DESCRIPTION OF THE TASK — Go through the entries below and print, exactly, the lines starting at the one with "impl Default for SourceConfig" and ending at the one with "impl From<i64> for", keeping both ends and no others.

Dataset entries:
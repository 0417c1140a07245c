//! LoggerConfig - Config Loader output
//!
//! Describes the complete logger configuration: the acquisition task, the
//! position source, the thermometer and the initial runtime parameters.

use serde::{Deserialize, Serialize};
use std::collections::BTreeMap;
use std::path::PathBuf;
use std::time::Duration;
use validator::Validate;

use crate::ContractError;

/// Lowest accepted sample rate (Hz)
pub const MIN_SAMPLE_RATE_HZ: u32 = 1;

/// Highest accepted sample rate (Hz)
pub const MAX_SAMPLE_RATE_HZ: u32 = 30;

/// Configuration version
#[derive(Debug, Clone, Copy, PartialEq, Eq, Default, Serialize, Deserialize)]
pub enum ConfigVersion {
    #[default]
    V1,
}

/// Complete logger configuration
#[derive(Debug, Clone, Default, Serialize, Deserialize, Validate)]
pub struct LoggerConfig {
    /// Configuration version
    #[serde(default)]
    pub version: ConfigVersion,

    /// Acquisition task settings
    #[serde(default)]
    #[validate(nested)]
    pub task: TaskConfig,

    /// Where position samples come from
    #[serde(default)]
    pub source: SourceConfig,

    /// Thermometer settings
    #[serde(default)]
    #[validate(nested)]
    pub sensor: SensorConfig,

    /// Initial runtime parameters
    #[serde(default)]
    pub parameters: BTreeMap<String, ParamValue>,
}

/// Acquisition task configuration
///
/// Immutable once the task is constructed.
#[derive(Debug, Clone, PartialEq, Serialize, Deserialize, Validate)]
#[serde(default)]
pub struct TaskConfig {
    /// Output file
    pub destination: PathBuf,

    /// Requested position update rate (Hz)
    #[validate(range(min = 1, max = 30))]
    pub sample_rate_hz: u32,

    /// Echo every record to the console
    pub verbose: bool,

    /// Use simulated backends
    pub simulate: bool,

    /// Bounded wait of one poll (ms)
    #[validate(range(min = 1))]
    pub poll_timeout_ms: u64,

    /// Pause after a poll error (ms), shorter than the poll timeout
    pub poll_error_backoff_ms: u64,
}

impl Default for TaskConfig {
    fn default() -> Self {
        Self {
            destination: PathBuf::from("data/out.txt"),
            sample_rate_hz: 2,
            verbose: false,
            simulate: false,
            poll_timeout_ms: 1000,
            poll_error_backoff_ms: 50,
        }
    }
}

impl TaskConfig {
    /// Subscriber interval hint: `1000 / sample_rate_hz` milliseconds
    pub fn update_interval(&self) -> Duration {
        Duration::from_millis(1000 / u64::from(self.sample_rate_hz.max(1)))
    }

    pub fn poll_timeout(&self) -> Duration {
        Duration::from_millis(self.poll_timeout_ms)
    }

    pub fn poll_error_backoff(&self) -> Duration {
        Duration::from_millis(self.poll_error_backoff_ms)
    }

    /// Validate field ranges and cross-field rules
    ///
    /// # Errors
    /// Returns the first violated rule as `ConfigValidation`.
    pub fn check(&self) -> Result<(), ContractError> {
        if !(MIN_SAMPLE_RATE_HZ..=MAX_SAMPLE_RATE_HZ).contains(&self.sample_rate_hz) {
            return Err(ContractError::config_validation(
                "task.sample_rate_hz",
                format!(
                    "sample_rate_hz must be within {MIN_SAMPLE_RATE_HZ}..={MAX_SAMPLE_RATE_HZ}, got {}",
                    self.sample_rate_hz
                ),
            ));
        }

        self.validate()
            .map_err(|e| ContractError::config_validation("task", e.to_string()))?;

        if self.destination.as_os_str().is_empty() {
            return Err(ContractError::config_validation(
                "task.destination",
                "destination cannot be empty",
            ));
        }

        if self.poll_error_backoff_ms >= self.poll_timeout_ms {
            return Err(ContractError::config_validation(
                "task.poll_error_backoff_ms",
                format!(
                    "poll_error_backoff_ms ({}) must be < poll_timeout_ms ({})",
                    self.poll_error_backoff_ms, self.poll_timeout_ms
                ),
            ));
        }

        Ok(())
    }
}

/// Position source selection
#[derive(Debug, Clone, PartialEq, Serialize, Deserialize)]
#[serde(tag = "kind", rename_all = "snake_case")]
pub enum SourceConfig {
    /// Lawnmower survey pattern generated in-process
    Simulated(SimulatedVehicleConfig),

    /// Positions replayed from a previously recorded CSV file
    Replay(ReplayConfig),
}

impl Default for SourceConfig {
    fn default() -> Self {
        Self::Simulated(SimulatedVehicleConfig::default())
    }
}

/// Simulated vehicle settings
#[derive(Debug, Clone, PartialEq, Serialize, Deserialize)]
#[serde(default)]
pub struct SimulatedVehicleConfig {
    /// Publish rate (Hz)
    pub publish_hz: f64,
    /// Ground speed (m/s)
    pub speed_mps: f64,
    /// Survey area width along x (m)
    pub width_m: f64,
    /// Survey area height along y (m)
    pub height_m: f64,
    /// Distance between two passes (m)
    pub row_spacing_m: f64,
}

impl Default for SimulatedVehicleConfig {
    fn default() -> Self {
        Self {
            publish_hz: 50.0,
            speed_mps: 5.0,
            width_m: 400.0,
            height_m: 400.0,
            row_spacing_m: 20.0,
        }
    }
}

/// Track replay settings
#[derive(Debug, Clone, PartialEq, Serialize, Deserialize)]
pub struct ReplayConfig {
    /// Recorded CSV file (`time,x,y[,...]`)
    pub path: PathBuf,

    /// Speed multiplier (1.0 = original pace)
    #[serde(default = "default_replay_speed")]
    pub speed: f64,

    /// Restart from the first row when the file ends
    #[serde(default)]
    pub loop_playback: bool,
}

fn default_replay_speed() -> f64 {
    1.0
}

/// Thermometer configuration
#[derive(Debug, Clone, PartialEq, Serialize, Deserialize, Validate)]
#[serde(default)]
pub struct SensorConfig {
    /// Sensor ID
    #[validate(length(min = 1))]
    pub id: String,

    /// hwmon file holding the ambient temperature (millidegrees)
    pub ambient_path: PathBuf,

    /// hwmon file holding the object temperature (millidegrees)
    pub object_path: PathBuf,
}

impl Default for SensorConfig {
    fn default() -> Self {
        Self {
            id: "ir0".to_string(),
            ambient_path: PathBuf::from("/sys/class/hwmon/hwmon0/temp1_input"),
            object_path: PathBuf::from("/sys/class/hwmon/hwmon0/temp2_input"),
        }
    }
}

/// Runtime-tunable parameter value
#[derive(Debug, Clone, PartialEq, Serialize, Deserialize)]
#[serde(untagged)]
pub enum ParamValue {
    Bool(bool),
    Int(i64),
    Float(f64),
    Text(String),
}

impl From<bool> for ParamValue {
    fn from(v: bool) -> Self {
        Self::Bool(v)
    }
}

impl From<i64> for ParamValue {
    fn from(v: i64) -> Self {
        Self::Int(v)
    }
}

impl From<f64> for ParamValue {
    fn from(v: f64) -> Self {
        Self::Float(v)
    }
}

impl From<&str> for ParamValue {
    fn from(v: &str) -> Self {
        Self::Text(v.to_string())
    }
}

RESULT —
impl Default for SourceConfig {
    fn default() -> Self {
        Self::Simulated(SimulatedVehicleConfig::default())
    }
}

/// Simulated vehicle settings
#[derive(Debug, Clone, PartialEq, Serialize, Deserialize)]
#[serde(default)]
pub struct SimulatedVehicleConfig {
    /// Publish rate (Hz)
    pub publish_hz: f64,
    /// Ground speed (m/s)
    pub speed_mps: f64,
    /// Survey area width along x (m)
    pub width_m: f64,
    /// Survey area height along y (m)
    pub height_m: f64,
    /// Distance between two passes (m)
    pub row_spacing_m: f64,
}

impl Default for SimulatedVehicleConfig {
    fn default() -> Self {
        Self {
            publish_hz: 50.0,
            speed_mps: 5.0,
            width_m: 400.0,
            height_m: 400.0,
            row_spacing_m: 20.0,
        }
    }
}

/// Track replay settings
#[derive(Debug, Clone, PartialEq, Serialize, Deserialize)]
pub struct ReplayConfig {
    /// Recorded CSV file (`time,x,y[,...]`)
    pub path: PathBuf,

    /// Speed multiplier (1.0 = original pace)
    #[serde(default = "default_replay_speed")]
    pub speed: f64,

    /// Restart from the first row when the file ends
    #[serde(default)]
    pub loop_playback: bool,
}

fn default_replay_speed() -> f64 {
    1.0
}

/// Thermometer configuration
#[derive(Debug, Clone, PartialEq, Serialize, Deserialize, Validate)]
#[serde(default)]
pub struct SensorConfig {
    /// Sensor ID
    #[validate(length(min = 1))]
    pub id: String,

    /// hwmon file holding the ambient temperature (millidegrees)
    pub ambient_path: PathBuf,

    /// hwmon file holding the object temperature (millidegrees)
    pub object_path: PathBuf,
}

impl Default for SensorConfig {
    fn default() -> Self {
        Self {
            id: "ir0".to_string(),
            ambient_path: PathBuf::from("/sys/class/hwmon/hwmon0/temp1_input"),
            object_path: PathBuf::from("/sys/class/hwmon/hwmon0/temp2_input"),
        }
    }
}

/// Runtime-tunable parameter value
#[derive(Debug, Clone, PartialEq, Serialize, Deserialize)]
#[serde(untagged)]
pub enum ParamValue {
    Bool(bool),
    Int(i64),
    Float(f64),
    Text(String),
}

impl From<bool> for ParamValue {
    fn from(v: bool) -> Self {
        Self::Bool(v)
    }
}

impl From<i64> for ParamValue {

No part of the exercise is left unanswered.